Jochelson et al., in their study of 1200 women with an intermediate or high risk of breast cancer, found an approximate PPV of 20.9% in both CEM and enhanced MRI [55]. This provided insights into the use of CEM for primary and supplemental screening. In comparisons of CEM with enhanced MRI, the cancer sensitivity was similar, but the false-positive rate was lower [56]. With the preservation of approximate performance, the cost savings of using CEM instead of enhanced MRI were estimated at USD 1.1 billion annually [54], making it more cost-efficient. The shorter examination time, greater machine availability and patient comfort, and lower image reading requirements are also practical advantages of the use of CEM for screening. In fact, many investigations have documented the superior diagnostic performance of CEM on recalls from screening populations [30,57].

3.6. CEM-Guided Biopsy

Recently, CEM-guided biopsy (CEM-Bx) has been commercialized for the histologic diagnosis of abnormal enhancements [58]. Clinically, targeted second-look sonography is often adopted for further evaluations when a suspected lesion is found via CEM. Coffey et al. [59] reported that only 31% of CEM-detected lesions could be morphologically identified with targeted second-look sonography. In cases without an obvious morphological target in mammography or sonography, the implementation of CEM-Bx essentially fills the diagnostic gap left by CEM. CEM-Bx is always an option when another modality displays the same suspicion as CEM; however, CEM-Bx is exclusive to cases identified solely by CEM (Figure 5). Many studies have reported the outcomes of CEM-Bx and concluded that this technique is feasible for diagnosing enhanced lesions on CEM [60,61,62]. CEM-Bx is an alternative to MRI-Bx for an enhanced suspicious lesion [63,64]. The benefits of using CEM-Bx instead of MRI include its lower cost, better machine availability, shorter procedural time, and greater practicality for breast radiologists.
Although CEM-Bx is a simple procedure, over-performance should be avoided to achieve better cost-efficiency. Several studies have investigated the possibility of reductions in unnecessary biopsies by using CEM. Amir et al. [65] reviewed 26 true-positive lesions and 147 false-positive lesions. A true-positive result was more likely (p = 0.02) for lesions present on both LM and REI (31%) than on LM only (4%) or REI only (12%). Among the lesions present on both low-energy and iodine images, a true-positive result was more likely (p < 0.001) when the type of mammographic finding was microcalcification (80%) than when it was a mass (11%) or distortion (0%). The presence of corresponding CEM findings with either sonography or enhanced MRI was more likely to be associated with a true positive than the absence of such findings. Among 25 false-positive calcifications, 24 had no associated mammographic enhancement. Grażyńska et al. [66] analyzed 528 patients classified according to BI-RADS 4 CEM with core needle biopsy, resulting in NPVs of 100% for mass lesions, 97.8% for non-mass lesions, and 87.9% for microcalcifications. About 60% of unnecessary CNBs could been correctly avoided among the 230 of 383 benign lesions without enhancement.
LM and REI should be mutually correlated for every case. The presence of enhancement may be associated with cancers, but it is not absolute; otherwise, the lack of enhancement is suggestive of a benign tumor. This information is valuable for reducing unnecessary biopsies. It is unknown whether unenhanced malignant microcalcifications relate to the issue of overdiagnosis.

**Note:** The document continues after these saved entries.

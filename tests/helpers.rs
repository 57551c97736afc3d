#![allow(dead_code)]

use axum::{
    Router,
    body::{Body, to_bytes},
    http::{Request, Response},
};
use serde_json::Value;
use wiremock::{
    Mock, MockServer, ResponseTemplate,
    matchers::{method, path},
};

use harvest::{api, app_state::AppState, config::Config};

pub fn test_state() -> AppState {
    AppState::new(&Config::default()).unwrap()
}

pub fn test_app(state: AppState) -> Router {
    api::router(state)
}

/// Serve `body` at `route` for any GET.
pub async fn mount_page(server: &MockServer, route: &str, body: &str, content_type: &str) {
    Mock::given(method("GET"))
        .and(path(route))
        .respond_with(
            ResponseTemplate::new(200)
                .set_body_bytes(body.as_bytes())
                .insert_header("Content-Type", content_type),
        )
        .mount(server)
        .await;
}

pub fn post_json(uri: &str, body: &Value) -> Request<Body> {
    Request::builder()
        .method("POST")
        .uri(uri)
        .header("content-type", "application/json")
        .body(Body::from(body.to_string()))
        .unwrap()
}

pub fn get(uri: &str) -> Request<Body> {
    Request::builder()
        .method("GET")
        .uri(uri)
        .body(Body::empty())
        .unwrap()
}

pub async fn body_bytes(response: Response<Body>) -> Vec<u8> {
    to_bytes(response.into_body(), usize::MAX)
        .await
        .unwrap()
        .to_vec()
}

pub async fn body_json(response: Response<Body>) -> Value {
    serde_json::from_slice(&body_bytes(response).await).unwrap()
}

4. CEM for Surgical Oncology

4.1. Operation Assessment

Breast-conserving surgery is preferable to total mastectomy in the treatment of breast cancers for better post-operative recovery and quality of life. CEM’s applications in pre-operative assessments concern (1) identifying the size and location of the cancer for breast excision and planning oncoplastic reconstruction; (2) detecting multifocal, multicentric, or contralateral cancers for complete curative surgical treatment; and (3) evaluating the cancer response after neoadjuvant chemotherapy.
In terms of the cancer size, it is difficult to assess periductal and peritumoral infiltrating cancer extensions morphologically using conventional breast images, particularly in cancers of a non-mass type or with large-extent suspicious microcalcifications [67,68]. Enhanced MRI is the best way to assess the cancer size [69,70]. Although size overestimations have been reported, MRI does provide benefits for surgical planning [71,72]. Many reports have also compared CEM to enhanced MRI in pre-operative settings, resulting in comparable sensitivities [73,74] and higher specificity [75,76]. Goh et al. [77] reported that surgical plans were pre-operatively altered for 36 of 200 patients (18%) after the use of CEM. Among them, the operation plans were changed to total mastectomy in 67% of patients due to a larger cancer size (>2 cm) and 33% of patients due to additional cancers.
The complete removal of multifocal (nearby, in the same quadrant) or multicentric (in a different quadrant) cancers is essential for a complete curative mastectomy (Figure 6). The prevalence of multifocal and multicentric cancers varies from 14% to 47% according to different imaging methods [78]. The presentation of multiple cancers is associated with a higher incidence of local recurrence [79]. Therefore, all cancers or foci, either invasive or non-invasive, need precise detection for adequate excision. However, multifocal cancers are frequently morphologically small or are infiltrating. The whole territory of the cancer is essentially measured for cancer excision. When the cancer-to-breast size ratio is too large, total mastectomy is preferable to conservation mastectomy. The detectable cancer extent is the basic information required for adequate volume excision with a safe margin, as well as for oncoplastic reconstruction. Breast-conserving surgery is preferable to total mastectomy, as reported for equivalent or even more beneficial survival in the long term [80,81,82,83,84,85]. However, total mastectomy was still indicated in the patients with extensive or multifocal diseases. Otherwise, the information of cancer extension and focality has been documented to be the major predictors of mastectomy after neoadjuvant chemotherapy [86]. Contrast images, including CEM and MRI, have been proven to enhance the detection of focality and the extension of cancers that may be easily missed on standard pre-op images.
CEM can serve well as a surveillance follow-up exam in detecting locoregional minimal cancer recurrence after breast surgery [79]. Helal et al. [87] concluded that CEM is a credible technique for detecting malignancy in the post-operative breasts of cancer patients, with a sensitivity of 91.17%, a specificity of 75%, a positive predictive value of 77.5%, and a negative predictive value of 90%.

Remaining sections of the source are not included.